Als die Mäzenin Maja Oeri 1999 dem Kunstmuseum das palastartige, 1926 errichtete Nachbarhaus schenkte, bedeutete dies für das Museum einen Flächengewinn von rund 2000 Quadratmetern. Den Wettbewerb für Umstrukturierung und Zusammenführung der beiden Häuser gewann 2001 das Zürcher Büro Gigon/Guyer. Der etappierte, rund 18 Millionen Franken teure Eingriff begann 2004 und konnte jetzt abgeschlossen werden. Im «Laurenz-Bau» (der ehemaligen Nationalbank) sind nun Verwaltung und Direktion des Museums, das Kunsthistorische Seminar der Universität und die öffentliche Kunstbibliothek untergebracht, wobei sich die unterirdischen Tresorräume mit ihren 1000 Quadratmetern als Magazin (für Bücher und Bestände der grafischen Sammlung) geradezu anboten. Der frei gewordene Platz im Stammhaus konnte für neue Arbeitsräume des Kupferstichkabinetts (bisher im Untergeschoss oder beengt mit der Bibliothek verbunden), für eine erweiterte Ausstellungsfläche von 760 Quadratmetern in Zwischengeschoss und Parterre, für eine Buchhandlung und für ein Café-Restaurant zur Verfügung gestellt werden.
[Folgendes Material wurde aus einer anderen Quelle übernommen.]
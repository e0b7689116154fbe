use std::f64::consts::PI;

/// Seeded xorshift32 generator with a Box–Muller normal sampler.
///
/// Every simulation owns exactly one generator and consumes draws from it
/// sequentially; the same seed therefore reproduces the same trajectory
/// bit for bit.
pub struct Rng {
    state: u32,
    spare: Option<f64>,
}

impl Rng {
    pub fn new(seed: u32) -> Self {
        // Zero is a fixed point of xorshift; coerce it to 1.
        Self {
            state: if seed == 0 { 1 } else { seed },
            spare: None,
        }
    }

    /// Uniform draw in [0, 1). One state advance per call.
    pub fn next(&mut self) -> f64 {
        let mut x = self.state;
        x ^= x << 13;
        x ^= x >> 17;
        x ^= x << 5;
        self.state = x;
        f64::from(x) / 4294967296.0
    }

    pub fn uniform(&mut self, min: f64, max: f64) -> f64 {
        min + (max - min) * self.next()
    }

    /// Normal deviate via Box–Muller. The sine half of each pair is cached
    /// unscaled and consumed by the following call, so two calls cost two
    /// uniform draws.
    pub fn normal(&mut self, mean: f64, sd: f64) -> f64 {
        if let Some(z) = self.spare.take() {
            return mean + sd * z;
        }
        let mut u = 0.0;
        let mut v = 0.0;
        // log(0) is undefined; resample draws that round to zero.
        while u <= f64::EPSILON {
            u = self.next();
        }
        while v <= f64::EPSILON {
            v = self.next();
        }
        let mag = (-2.0 * u.ln()).sqrt();
        let angle = 2.0 * PI * v;
        self.spare = Some(mag * angle.sin());
        mean + sd * mag * angle.cos()
    }
}

#[cfg(test)]
mod tests {
    use super::*;

    #[test]
    fn same_seed_same_sequence() {
        let mut a = Rng::new(0xDEAD_BEEF);
        let mut b = Rng::new(0xDEAD_BEEF);
        for _ in 0..10_000 {
            assert_eq!(a.next().to_bits(), b.next().to_bits());
        }
    }

    #[test]
    fn zero_seed_coerced_to_one() {
        let mut a = Rng::new(0);
        let mut b = Rng::new(1);
        for _ in 0..100 {
            assert_eq!(a.next().to_bits(), b.next().to_bits());
        }
    }

    #[test]
    fn next_stays_in_unit_interval() {
        let mut rng = Rng::new(7);
        for _ in 0..10_000 {
            let v = rng.next();
            assert!((0.0..1.0).contains(&v));
        }
    }

    #[test]
    fn normal_pair_consumes_two_uniforms() {
        let mut sampler = Rng::new(12345);
        sampler.normal(0.0, 1.0);
        sampler.normal(0.0, 1.0);

        let mut reference = Rng::new(12345);
        reference.next();
        reference.next();

        assert_eq!(sampler.state, reference.state);
        assert!(sampler.spare.is_none());
    }

    #[test]
    fn spare_is_rescaled_by_second_call() {
        let mut a = Rng::new(99);
        a.normal(0.0, 1.0);
        let second = a.normal(10.0, 2.0);

        let mut b = Rng::new(99);
        b.normal(0.0, 1.0);
        let spare = b.spare.expect("spare cached after first call");
        assert_eq!(second.to_bits(), (10.0 + 2.0 * spare).to_bits());
    }

    #[test]
    fn normal_sequence_is_deterministic() {
        let mut a = Rng::new(42);
        let mut b = Rng::new(42);
        for _ in 0..1_000 {
            assert_eq!(a.normal(0.0, 0.5).to_bits(), b.normal(0.0, 0.5).to_bits());
        }
    }
}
Der Eingriff von Gigon/Guyer steht im Zeichen von Öffnung, Ordnung, Dialog und ist im konstruktiven Sinn denkmalpflegerisch. Das Zwischengeschoss um den hinteren Innenhof wurde als Rundgang erschlossen und für die Sammlung geöffnet. Hier zeigt man Werke von Picasso, Rouault und Jawlensky aus der Sammlung «Im Obersteg». Der analoge Raum im Parterre, der bisher als Café und als Erschliessung des universitären Bereichs diente, ist zu einem Ort für die Minimal Art mit Werken von Nauman, Judd und Stella geworden. Angrenzend befindet sich neu auch der Bookshop. Die meisten Möbel sind prototypische Entwürfe, wobei der Kassenkorpus in dunkelbraun lackierter Buche gehalten ist, während die Bibliothekseinbauten im Laurenzbau aus schwarz gestrichener Akazie bestehen.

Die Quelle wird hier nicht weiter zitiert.